Wall brings up this one story over and over; I get the impression it was one of the few sterilization cases she was personally involved with. Through the fog of failing memory, it still haunts her.
“But I don’t drive myself crazy with it anymore, because I drove myself crazy when I was working [on it],” she says. “It was — it was a hard thing to do. I don’t know what the answer is. What do you do? You do what you can, and you do the best that you can. And it’s not just protecting the children, you got to protect that mother, too.”
A lot of people were wrestling with this question back then. Some powerful elites, including heirs to Procter & Gamble, Hanes Hosiery and R.J. Reynolds Tobacco, formed a group called the Human Betterment League. They published glossy brochures that said things like this:
North Carolina offers its citizens protection in the form of selective sterilization.
The job of parenthood is too much to expect of feebleminded men and women.
“Morons,” the league called them. The Human Betterment League made social workers and doctors and public officials feel like humanitarian heroes for sterilizing people. The message spread to many states post-World War II, but Mecklenburg County’s eugenics effort had something even more.
Kuralt: Steralization As Birth Control
There’s a common thread in the case files from the summer of 1955: Many of them note that the sterilization proceedings were instituted by a man named Wallace H. Kuralt. He was the head of Mecklenburg County public welfare from 1945 until 1972 — the name may sound familiar because his son Charles was a famous journalist for CBS.
Kuralt did not believe women should be sterilized against their will. He was a champion for reproductive rights. He wanted to help women keep from getting pregnant when they couldn’t afford the children they already had.
But this was the ’50s: Abortion was illegal, and the birth control pill wasn’t available. Existing methods for women were complicated or unreliable. Having your tubes tied, on the other hand, was very reliable.
Kuralt knew his welfare clients couldn’t afford to pay a doctor for sterilization, but if he referred them to the Eugenics Board, the government would pay.
Consider this case Kuralt initiated:
Married female, age 38. Two children. Currently pregnant. She wandered out into the woods to have her last child. They sleep on corn shucks and cotton piled in the corner. This couple came to the Welfare Department to request sterilization for the woman.
A Question Of Consent
Such requests did happen, though we’ll never know if that woman truly wanted sterilization. Some social workers coerced consent out of women by threatening to withhold welfare benefits.
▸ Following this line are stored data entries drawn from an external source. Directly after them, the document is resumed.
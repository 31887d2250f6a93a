use jsonwebtoken::{DecodingKey, Validation, decode};
use tracing::warn;

use kinship_types::api::Claims;

use crate::error::ChatError;

/// Validate an access token (signature and expiry).
pub fn verify_token(secret: &str, token: &str) -> Result<Claims, ChatError> {
    let token = token.strip_prefix("Bearer ").unwrap_or(token);
    decode::<Claims>(
        token,
        &DecodingKey::from_secret(secret.as_bytes()),
        &Validation::default(),
    )
    .map(|data| data.claims)
    .map_err(|e| {
        warn!("rejected gateway token: {}", e);
        ChatError::Unauthenticated
    })
}

#[cfg(test)]
mod tests {
    use super::*;
    use jsonwebtoken::{EncodingKey, Header, encode};
    use uuid::Uuid;

    fn token(secret: &str, exp: i64) -> String {
        let claims = Claims {
            sub: Uuid::new_v4(),
            username: "lina".into(),
            exp: exp as usize,
        };
        encode(&Header::default(), &claims, &EncodingKey::from_secret(secret.as_bytes())).unwrap()
    }

    fn in_an_hour() -> i64 {
        (chrono::Utc::now() + chrono::Duration::hours(1)).timestamp()
    }

    #[test]
    fn accepts_valid_token_with_or_without_scheme() {
        let raw = token("s3cret", in_an_hour());
        assert_eq!(verify_token("s3cret", &raw).unwrap().username, "lina");
        assert!(verify_token("s3cret", &format!("Bearer {}", raw)).is_ok());
    }

    #[test]
    fn rejects_wrong_secret_and_expired_tokens() {
        let raw = token("s3cret", in_an_hour());
        assert!(matches!(
            verify_token("other", &raw),
            Err(ChatError::Unauthenticated)
        ));

        let expired = token("s3cret", (chrono::Utc::now() - chrono::Duration::hours(2)).timestamp());
        assert!(matches!(
            verify_token("s3cret", &expired),
            Err(ChatError::Unauthenticated)
        ));
        assert!(verify_token("s3cret", "garbage").is_err());
    }
}
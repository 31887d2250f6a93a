use std::sync::Arc;
use std::time::Duration;

use tokio::sync::mpsc;
use tokio::task::JoinHandle;
use tracing::{debug, info};
use uuid::Uuid;

use kinship_types::events::GatewayEvent;

use crate::dispatcher::Dispatcher;
use crate::registry::ConnectionHandle;
use crate::store::{UserDirectory, blocking};

/// How long a user with no connections left stays "online" before friends
/// are told otherwise. Covers page refreshes.
pub const DEFAULT_OFFLINE_DEBOUNCE: Duration = Duration::from_millis(500);

/// A registered connection: its handle and the stream of events addressed
/// to it.
pub struct Session {
    pub handle: ConnectionHandle,
    pub events: mpsc::UnboundedReceiver<GatewayEvent>,
}

/// Online/offline transitions, scoped to each user's friends.
#[derive(Clone)]
pub struct PresenceTracker {
    dispatcher: Dispatcher,
    users: Arc<dyn UserDirectory>,
    debounce: Duration,
}

impl PresenceTracker {
    pub fn new(dispatcher: Dispatcher, users: Arc<dyn UserDirectory>, debounce: Duration) -> Self {
        Self {
            dispatcher,
            users,
            debounce,
        }
    }

    /// Register a new connection. The connection receives one `online-friend`
    /// per friend already online; if this is the user's first live
    /// connection, those friends are told the user came online.
    pub async fn connect(&self, user_id: Uuid) -> Session {
        let attached = self.dispatcher.attach(user_id);
        let online = self.online_friends(user_id).await;

        for &friend in &online {
            self.dispatcher
                .send_to_connection(attached.handle, GatewayEvent::OnlineFriend { user_id: friend });
        }

        if attached.first_connection {
            let event = GatewayEvent::OnlineFriend { user_id };
            for &friend in &online {
                self.dispatcher.send_to_user(friend, &event);
            }
            info!("{} is online ({} friends notified)", user_id, online.len());
        }

        Session {
            handle: attached.handle,
            events: attached.events,
        }
    }

    /// Drop a connection. When it was the user's last one, a deferred check
    /// runs after the debounce window and announces the user offline only if
    /// they are still without connections then. The returned task is never
    /// cancelled; a reconnect simply makes its check come up empty.
    pub fn disconnect(&self, user_id: Uuid, handle: ConnectionHandle) -> Option<JoinHandle<()>> {
        if !self.dispatcher.detach(user_id, handle) {
            return None;
        }

        let tracker = self.clone();
        Some(tokio::spawn(async move {
            tokio::time::sleep(tracker.debounce).await;

            if tracker.dispatcher.is_online(user_id) {
                debug!("{} reconnected within the debounce window", user_id);
                return;
            }

            let online = tracker.online_friends(user_id).await;
            let event = GatewayEvent::OfflineFriend { user_id };
            for &friend in &online {
                tracker.dispatcher.send_to_user(friend, &event);
            }
            info!("{} is offline ({} friends notified)", user_id, online.len());
        }))
    }

    /// Friends of `user_id` with at least one live connection. A failed
    /// lookup yields nobody; presence is best-effort.
    async fn online_friends(&self, user_id: Uuid) -> Vec<Uuid> {
        let users = self.users.clone();
        match blocking("friend list lookup", move || users.friends_of(user_id)).await {
            Ok(friends) => friends
                .into_iter()
                .filter(|friend| self.dispatcher.is_online(*friend))
                .collect(),
            Err(_) => Vec::new(),
        }
    }
}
“Kuralt claimed that nobody in Mecklenburg County ever got sterilized against their will,” says Rutgers researcher Johanna Schoen, who spoke to Kuralt in the early 1990s a few years before he died.
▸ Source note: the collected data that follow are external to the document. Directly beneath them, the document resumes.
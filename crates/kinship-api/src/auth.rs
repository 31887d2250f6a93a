use std::sync::Arc;

use argon2::{Argon2, PasswordHash, PasswordHasher, PasswordVerifier, password_hash::{SaltString, rand_core::OsRng}};
use axum::{Json, extract::State, http::StatusCode, response::IntoResponse};
use jsonwebtoken::{EncodingKey, Header, encode};
use tracing::{info, warn};
use uuid::Uuid;

use kinship_db::Database;
use kinship_types::api::{Claims, LoginRequest, LoginResponse, RegisterRequest, RegisterResponse};

use crate::blocking;

pub type AppState = Arc<AppStateInner>;

pub struct AppStateInner {
    pub db: Arc<Database>,
    pub jwt_secret: String,
    pub token_ttl_days: i64,
}

pub async fn register(
    State(state): State<AppState>,
    Json(req): Json<RegisterRequest>,
) -> Result<impl IntoResponse, StatusCode> {
    let name_len = req.username.chars().count();
    if !(3..=32).contains(&name_len) || req.username.trim() != req.username {
        return Err(StatusCode::BAD_REQUEST);
    }
    if req.password.chars().count() < 8 {
        return Err(StatusCode::BAD_REQUEST);
    }

    let db = state.db.clone();
    let username = req.username.clone();
    let taken = blocking(move || db.get_user_by_username(&username)).await?;
    if taken.is_some() {
        return Err(StatusCode::CONFLICT);
    }

    // Argon2id with a fresh salt; hashing is CPU-bound.
    let password = req.password;
    let password_hash = tokio::task::spawn_blocking(move || {
        let salt = SaltString::generate(&mut OsRng);
        Argon2::default()
            .hash_password(password.as_bytes(), &salt)
            .map(|hash| hash.to_string())
    })
    .await
    .map_err(|_| StatusCode::INTERNAL_SERVER_ERROR)?
    .map_err(|_| StatusCode::INTERNAL_SERVER_ERROR)?;

    let user_id = Uuid::new_v4();
    let db = state.db.clone();
    let username = req.username.clone();
    blocking(move || db.create_user(user_id, &username, &password_hash)).await?;

    let token = create_token(&state.jwt_secret, state.token_ttl_days, user_id, &req.username)
        .map_err(|_| StatusCode::INTERNAL_SERVER_ERROR)?;

    info!("registered {} ({})", req.username, user_id);
    Ok((StatusCode::CREATED, Json(RegisterResponse { user_id, token })))
}

pub async fn login(
    State(state): State<AppState>,
    Json(req): Json<LoginRequest>,
) -> Result<impl IntoResponse, StatusCode> {
    let db = state.db.clone();
    let username = req.username.clone();
    let user = blocking(move || db.get_user_by_username(&username))
        .await?
        .ok_or(StatusCode::UNAUTHORIZED)?;

    let password = req.password;
    let stored = user.password.clone();
    let verified = tokio::task::spawn_blocking(move || {
        let parsed_hash = PasswordHash::new(&stored).map_err(|_| StatusCode::INTERNAL_SERVER_ERROR)?;
        Argon2::default()
            .verify_password(password.as_bytes(), &parsed_hash)
            .map_err(|_| StatusCode::UNAUTHORIZED)
    })
    .await
    .map_err(|_| StatusCode::INTERNAL_SERVER_ERROR)?;
    if let Err(status) = verified {
        warn!("failed login for {}", user.username);
        return Err(status);
    }

    let user_id: Uuid = user.id.parse().map_err(|_| StatusCode::INTERNAL_SERVER_ERROR)?;

    let token = create_token(&state.jwt_secret, state.token_ttl_days, user_id, &user.username)
        .map_err(|_| StatusCode::INTERNAL_SERVER_ERROR)?;

    Ok(Json(LoginResponse {
        user_id,
        username: user.username,
        token,
    }))
}

fn create_token(secret: &str, ttl_days: i64, user_id: Uuid, username: &str) -> anyhow::Result<String> {
    let claims = Claims {
        sub: user_id,
        username: username.to_string(),
        exp: (chrono::Utc::now() + chrono::Duration::days(ttl_days)).timestamp() as usize,
    };

    let token = encode(
        &Header::default(),
        &claims,
        &EncodingKey::from_secret(secret.as_bytes()),
    )?;

    Ok(token)
}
Schoen says she doesn’t know whether Wallace Kuralt read all the petitions.
“I mean in the larger scheme of things, of running the department of public welfare in Mecklenburg County, reading the petitions for eugenic sterilizations probably was a relatively small thing,” she says.
However, it was certainly not small to the hundreds of people forced into sterilization by those petitions. Kuralt may have had noble intentions, but not all of his social workers did — and they were the ones in the field. Plus, those Human Betterment League brochures were everywhere.
In 1960, Kuralt didn’t need the Eugenics Board anymore after the Pill came on the scene. He opened a family planning clinic and gave out free birth control pills; sterilization referrals from Mecklenburg County dropped off dramatically.
Finally, in 1974, the Eugenics Board was quietly disbanded. And 37 years later, state officials have now decided to try to compensate some 3,000 or so Eugenics Board victims thought to be still alive. The question they’re struggling with is, “How much money could possibly make things right?”